Technical Update - Moving the Adjudicator’s Field Manual Content into the USCIS Policy Manual

U.S. Citizenship and Immigration Services (USCIS) is updating and incorporating relevant Adjudicator’s Field Manual (AFM) content into the USCIS Policy Manual. As that process is ongoing, USCIS has moved any remaining AFM content to its corresponding USCIS Policy Manual Part, in PDF format, until relevant AFM content has been properly incorporated into the USCIS Policy Manual. To the extent that a provision in the USCIS Policy Manual conflicts with remaining AFM content or Policy Memoranda, the updated information in the USCIS Policy Manual prevails. To find remaining AFM content, see the crosswalk (PDF, 327.05 KB) between the AFM and the Policy Manual.

Technical Update - Replacing the Term “Foreign National”
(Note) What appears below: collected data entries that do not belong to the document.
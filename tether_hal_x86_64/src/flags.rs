//! Live flags register

use tether_hal::FlagSource;
use tether_types::Rflags;

/// Reads RFLAGS of the current thread
#[derive(Debug, Default, Clone, Copy)]
pub struct HostFlags;

impl HostFlags {
    pub fn new() -> Self {
        Self
    }
}

impl FlagSource for HostFlags {
    #[inline]
    fn read_flags(&self) -> Rflags {
        let bits: u64;
        // SAFETY: pushfq/pop only move the flags register through the stack
        // slot they themselves allocate. Nothing else is read or written.
        unsafe {
            core::arch::asm!(
                "pushfq",
                "pop {}",
                out(reg) bits,
                options(nomem, preserves_flags)
            );
        }
        Rflags::from_bits(bits)
    }
}

#[cfg(test)]
mod tests {
    use super::*;

    #[test]
    fn test_reserved_bit_reads_as_one() {
        let flags = HostFlags::new().read_flags();
        assert!(flags.contains(Rflags::READ_AS_1));
    }

    #[test]
    fn test_user_mode_flags() {
        let flags = HostFlags::new().read_flags();
        assert!(!flags.trap());
        assert!(!flags.direction());
        assert!(flags.interrupt_enable());
        assert_eq!(flags.io_privilege_level(), 0);
    }
}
This technical update replaces all instances of the term “foreign national” with “alien” throughout the Policy Manual as used to refer to a person who meets the definition provided in INA 101(a)(3) [“any person not a citizen or national of the United States”].

POLICY ALERT - Comprehensive Citizenship and Naturalization Policy Guidance

USCIS is issuing updated and comprehensive citizenship and naturalization policy guidance in the new USCIS Policy Manual.